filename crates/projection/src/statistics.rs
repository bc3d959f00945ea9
//! Distribution statistics over simulated earnings.
//!
//! All functions are deterministic and tolerate empty input (returning `None`
//! or an empty histogram rather than panicking).

use serde::{Deserialize, Serialize};

/// Default number of histogram bins.
pub const DEFAULT_BINS: usize = 30;

#[derive(Debug, Clone, PartialEq, Serialize, Deserialize)]
pub struct DistributionSummary {
    pub count: usize,
    pub mean: f64,
    pub std_dev: f64,
    pub min: f64,
    pub max: f64,
    pub median: f64,
    pub percentiles: Percentiles,
    pub histogram: Vec<HistogramBin>,
}

#[derive(Debug, Clone, PartialEq, Serialize, Deserialize)]
pub struct Percentiles {
    pub p5: f64,
    pub p25: f64,
    pub p50: f64,
    pub p75: f64,
    pub p95: f64,
}

/// Half-open `[lower, upper)` bin; the last bin of a histogram is closed.
#[derive(Debug, Clone, PartialEq, Serialize, Deserialize)]
pub struct HistogramBin {
    pub lower: f64,
    pub upper: f64,
    pub count: u32,
}

fn sorted_copy(values: &[f64]) -> Vec<f64> {
    let mut sorted = values.to_vec();
    sorted.sort_by(f64::total_cmp);
    sorted
}

/// Median; the mean of the two middle values for even lengths.
pub fn median(values: &[f64]) -> Option<f64> {
    median_sorted(&sorted_copy(values))
}

fn median_sorted(sorted: &[f64]) -> Option<f64> {
    let n = sorted.len();
    if n == 0 {
        return None;
    }
    let mid = n / 2;
    if n % 2 == 1 {
        Some(sorted[mid])
    } else {
        Some((sorted[mid - 1] + sorted[mid]) / 2.0)
    }
}

/// Percentile `p` (0..=100) of already-sorted values, linearly interpolated
/// between closest ranks.
pub fn percentile_sorted(sorted: &[f64], p: f64) -> Option<f64> {
    if sorted.is_empty() || !(0.0..=100.0).contains(&p) {
        return None;
    }
    let rank = p / 100.0 * (sorted.len() - 1) as f64;
    let lo = rank.floor() as usize;
    let hi = rank.ceil() as usize;
    let frac = rank - lo as f64;
    Some(sorted[lo] + (sorted[hi] - sorted[lo]) * frac)
}

/// Equal-width histogram spanning `[min, max]` of the input.
///
/// When every value is identical the range is widened by 0.5 on each side so the
/// values fall in the middle bin. Counts always sum to `values.len()`.
pub fn histogram(values: &[f64], bins: usize) -> Vec<HistogramBin> {
    if values.is_empty() || bins == 0 {
        return Vec::new();
    }

    let (mut lo, mut hi) = values
        .iter()
        .fold((f64::INFINITY, f64::NEG_INFINITY), |(lo, hi), &v| (lo.min(v), hi.max(v)));
    if lo == hi {
        lo -= 0.5;
        hi += 0.5;
    }
    let width = (hi - lo) / bins as f64;

    let mut counts = vec![0u32; bins];
    for &v in values {
        // Last edge is inclusive; float error near it is clamped into the last bin.
        let idx = (((v - lo) / width) as usize).min(bins - 1);
        counts[idx] += 1;
    }

    counts
        .into_iter()
        .enumerate()
        .map(|(i, count)| HistogramBin {
            lower: lo + width * i as f64,
            upper: if i + 1 == bins { hi } else { lo + width * (i + 1) as f64 },
            count,
        })
        .collect()
}

fn mean(xs: &[f64]) -> f64 {
    if xs.is_empty() {
        return 0.0;
    }
    xs.iter().sum::<f64>() / (xs.len() as f64)
}

/// Sample standard deviation (n-1).
fn stddev_sample(xs: &[f64], mean: f64) -> f64 {
    if xs.len() < 2 {
        return 0.0;
    }
    let var = xs
        .iter()
        .map(|x| {
            let d = x - mean;
            d * d
        })
        .sum::<f64>()
        / ((xs.len() - 1) as f64);
    var.sqrt()
}

pub fn summarize(values: &[f64], bins: usize) -> Option<DistributionSummary> {
    let sorted = sorted_copy(values);
    let median = median_sorted(&sorted)?;
    let mean = mean(&sorted);
    let pct = |p| percentile_sorted(&sorted, p).unwrap_or(median);

    Some(DistributionSummary {
        count: sorted.len(),
        mean,
        std_dev: stddev_sample(&sorted, mean),
        min: sorted[0],
        max: sorted[sorted.len() - 1],
        median,
        percentiles: Percentiles {
            p5: pct(5.0),
            p25: pct(25.0),
            p50: pct(50.0),
            p75: pct(75.0),
            p95: pct(95.0),
        },
        histogram: histogram(values, bins),
    })
}
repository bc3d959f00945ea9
use std::time::Instant;

use axum::{extract::Request, middleware::Next, response::Response};

/// Log one line per request with method, path, status, and latency.
pub async fn request_logging(req: Request, next: Next) -> Response {
    let method = req.method().clone();
    let path = req.uri().path().to_string();
    let started = Instant::now();

    let response = next.run(req).await;

    let status = response.status();
    let elapsed_ms = started.elapsed().as_secs_f64() * 1000.0;
    if status.is_server_error() {
        tracing::warn!(%method, %path, status = status.as_u16(), elapsed_ms, "request failed");
    } else {
        tracing::info!(%method, %path, status = status.as_u16(), elapsed_ms, "request handled");
    }

    response
}
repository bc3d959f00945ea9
//! Tracing and logging (shared setup).

/// Initialize process-wide observability (tracing/logging).
///
/// This is safe to call multiple times; subsequent calls become no-ops.
pub fn init() {
    tracing::init(tracing::LogFormat::from_env());
}

/// Tracing configuration (filters, layers).
pub mod tracing;

pub use self::tracing::LogFormat;
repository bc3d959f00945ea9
use std::sync::Arc;

use axum::{Extension, Json, extract::rejection::JsonRejection};

use careernav_projection::ProjectionReport;

use crate::app::dto::{self, ProjectionRequestBody};
use crate::app::errors::ApiError;
use crate::app::services::AppServices;

pub async fn create_projection(
    Extension(services): Extension<Arc<AppServices>>,
    body: Result<Json<ProjectionRequestBody>, JsonRejection>,
) -> Result<Json<ProjectionReport>, ApiError> {
    let Json(body) = body.map_err(dto::map_json_rejection)?;
    let request = body.into_request(services.defaults());

    let report = services.project(request).await?;
    Ok(Json(report))
}
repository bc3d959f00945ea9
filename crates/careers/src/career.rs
use core::str::FromStr;
use std::collections::HashSet;

use serde::{Deserialize, Serialize};

use careernav_core::{AnnualEarnings, DomainError, DomainResult, RiskLevel};

/// Catalogued careers offered by the planning form.
#[derive(Debug, Copy, Clone, PartialEq, Eq, Hash, PartialOrd, Ord, Serialize, Deserialize)]
#[serde(rename_all = "kebab-case")]
pub enum CareerId {
    FinanceExecutive,
    ManufacturingEntrepreneur,
    Consulting,
    BoardMembership,
    Lecturing,
}

impl CareerId {
    pub const ALL: [CareerId; 5] = [
        CareerId::FinanceExecutive,
        CareerId::ManufacturingEntrepreneur,
        CareerId::Consulting,
        CareerId::BoardMembership,
        CareerId::Lecturing,
    ];

    /// Human-readable label, as shown in the career picker.
    pub fn label(self) -> &'static str {
        match self {
            CareerId::FinanceExecutive => "Finance Executive",
            CareerId::ManufacturingEntrepreneur => "Manufacturing Entrepreneur",
            CareerId::Consulting => "Consulting",
            CareerId::BoardMembership => "Board Membership",
            CareerId::Lecturing => "Lecturing",
        }
    }

    pub fn slug(self) -> &'static str {
        match self {
            CareerId::FinanceExecutive => "finance-executive",
            CareerId::ManufacturingEntrepreneur => "manufacturing-entrepreneur",
            CareerId::Consulting => "consulting",
            CareerId::BoardMembership => "board-membership",
            CareerId::Lecturing => "lecturing",
        }
    }
}

impl core::fmt::Display for CareerId {
    fn fmt(&self, f: &mut core::fmt::Formatter<'_>) -> core::fmt::Result {
        f.write_str(self.label())
    }
}

impl FromStr for CareerId {
    type Err = DomainError;

    /// Accepts either the display label or the kebab-case slug (case-insensitive).
    fn from_str(s: &str) -> Result<Self, Self::Err> {
        let needle = s.trim();
        CareerId::ALL
            .into_iter()
            .find(|c| c.label().eq_ignore_ascii_case(needle) || c.slug().eq_ignore_ascii_case(needle))
            .ok_or_else(|| DomainError::unknown_career(needle))
    }
}

/// One career submitted for a run.
///
/// `name` is a free-form label; it only has to be unique within its selection.
#[derive(Debug, Clone, PartialEq, Serialize, Deserialize)]
pub struct CareerInput {
    pub name: String,
    pub base_earning: AnnualEarnings,
    #[serde(default)]
    pub risk_level: RiskLevel,
}

impl CareerInput {
    pub fn new(name: impl Into<String>, base_earning: AnnualEarnings, risk_level: RiskLevel) -> Self {
        Self {
            name: name.into(),
            base_earning,
            risk_level,
        }
    }

    /// Catalog entry for this input, if the name matches one.
    pub fn career_id(&self) -> Option<CareerId> {
        self.name.parse().ok()
    }
}

/// Ordered set of careers for a single run (unique, non-blank names).
///
/// An empty selection is valid: every downstream computation yields no rows.
#[derive(Debug, Clone, Default, PartialEq, Serialize, Deserialize)]
#[serde(try_from = "Vec<CareerInput>", into = "Vec<CareerInput>")]
pub struct CareerSelection {
    careers: Vec<CareerInput>,
}

impl CareerSelection {
    pub fn new(careers: Vec<CareerInput>) -> DomainResult<Self> {
        let mut seen: HashSet<&str> = HashSet::with_capacity(careers.len());
        for c in &careers {
            let name = c.name.trim();
            if name.is_empty() {
                return Err(DomainError::validation("career name cannot be empty"));
            }
            if !seen.insert(name) {
                return Err(DomainError::validation(format!(
                    "career '{name}' selected more than once"
                )));
            }
        }
        Ok(Self { careers })
    }

    pub fn empty() -> Self {
        Self::default()
    }

    pub fn iter(&self) -> impl Iterator<Item = &CareerInput> {
        self.careers.iter()
    }

    pub fn as_slice(&self) -> &[CareerInput] {
        &self.careers
    }

    pub fn len(&self) -> usize {
        self.careers.len()
    }

    pub fn is_empty(&self) -> bool {
        self.careers.is_empty()
    }

    /// Sum of all base earnings in the selection.
    pub fn total_earnings(&self) -> f64 {
        self.careers.iter().map(|c| c.base_earning.amount()).sum()
    }
}

impl TryFrom<Vec<CareerInput>> for CareerSelection {
    type Error = DomainError;

    fn try_from(value: Vec<CareerInput>) -> Result<Self, Self::Error> {
        Self::new(value)
    }
}

impl From<CareerSelection> for Vec<CareerInput> {
    fn from(value: CareerSelection) -> Self {
        value.careers
    }
}

impl<'a> IntoIterator for &'a CareerSelection {
    type Item = &'a CareerInput;
    type IntoIter = core::slice::Iter<'a, CareerInput>;

    fn into_iter(self) -> Self::IntoIter {
        self.careers.iter()
    }
}

#[cfg(test)]
mod tests {
    use super::*;

    fn input(name: &str, earning: f64, risk: u8) -> CareerInput {
        CareerInput::new(
            name,
            AnnualEarnings::new(earning).unwrap(),
            RiskLevel::new(risk).unwrap(),
        )
    }

    #[test]
    fn career_id_parses_labels_and_slugs() {
        assert_eq!("Finance Executive".parse::<CareerId>().unwrap(), CareerId::FinanceExecutive);
        assert_eq!("board-membership".parse::<CareerId>().unwrap(), CareerId::BoardMembership);
        assert_eq!(" lecturing ".parse::<CareerId>().unwrap(), CareerId::Lecturing);
    }

    #[test]
    fn unknown_career_label_is_rejected() {
        let err = "Astronaut".parse::<CareerId>().unwrap_err();
        assert_eq!(err, DomainError::UnknownCareer("Astronaut".to_string()));
    }

    #[test]
    fn labels_and_slugs_are_unique() {
        let labels: HashSet<_> = CareerId::ALL.iter().map(|c| c.label()).collect();
        let slugs: HashSet<_> = CareerId::ALL.iter().map(|c| c.slug()).collect();
        assert_eq!(labels.len(), CareerId::ALL.len());
        assert_eq!(slugs.len(), CareerId::ALL.len());
    }

    #[test]
    fn duplicate_names_are_rejected() {
        let err = CareerSelection::new(vec![input("A", 1.0, 5), input("A", 2.0, 5)]).unwrap_err();
        match err {
            DomainError::Validation(msg) => assert!(msg.contains("more than once")),
            _ => panic!("Expected Validation error for duplicate career"),
        }
    }

    #[test]
    fn blank_names_are_rejected() {
        assert!(CareerSelection::new(vec![input("  ", 1.0, 5)]).is_err());
    }

    #[test]
    fn empty_selection_is_valid() {
        let sel = CareerSelection::new(Vec::new()).unwrap();
        assert!(sel.is_empty());
        assert_eq!(sel.total_earnings(), 0.0);
    }

    #[test]
    fn selection_deserializes_with_default_risk() {
        let sel: CareerSelection =
            serde_json::from_str(r#"[{"name":"Consulting","base_earning":90000}]"#).unwrap();
        let c = &sel.as_slice()[0];
        assert_eq!(c.risk_level.value(), 5);
        assert_eq!(c.career_id(), Some(CareerId::Consulting));
    }

    #[test]
    fn selection_deserialization_rejects_duplicates() {
        let json = r#"[{"name":"A","base_earning":1,"risk_level":2},{"name":"A","base_earning":2,"risk_level":3}]"#;
        assert!(serde_json::from_str::<CareerSelection>(json).is_err());
    }
}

**Problem details**
Count how many lines in the records hold the string "ApiError"; reply with the number alone.

**Task result**
2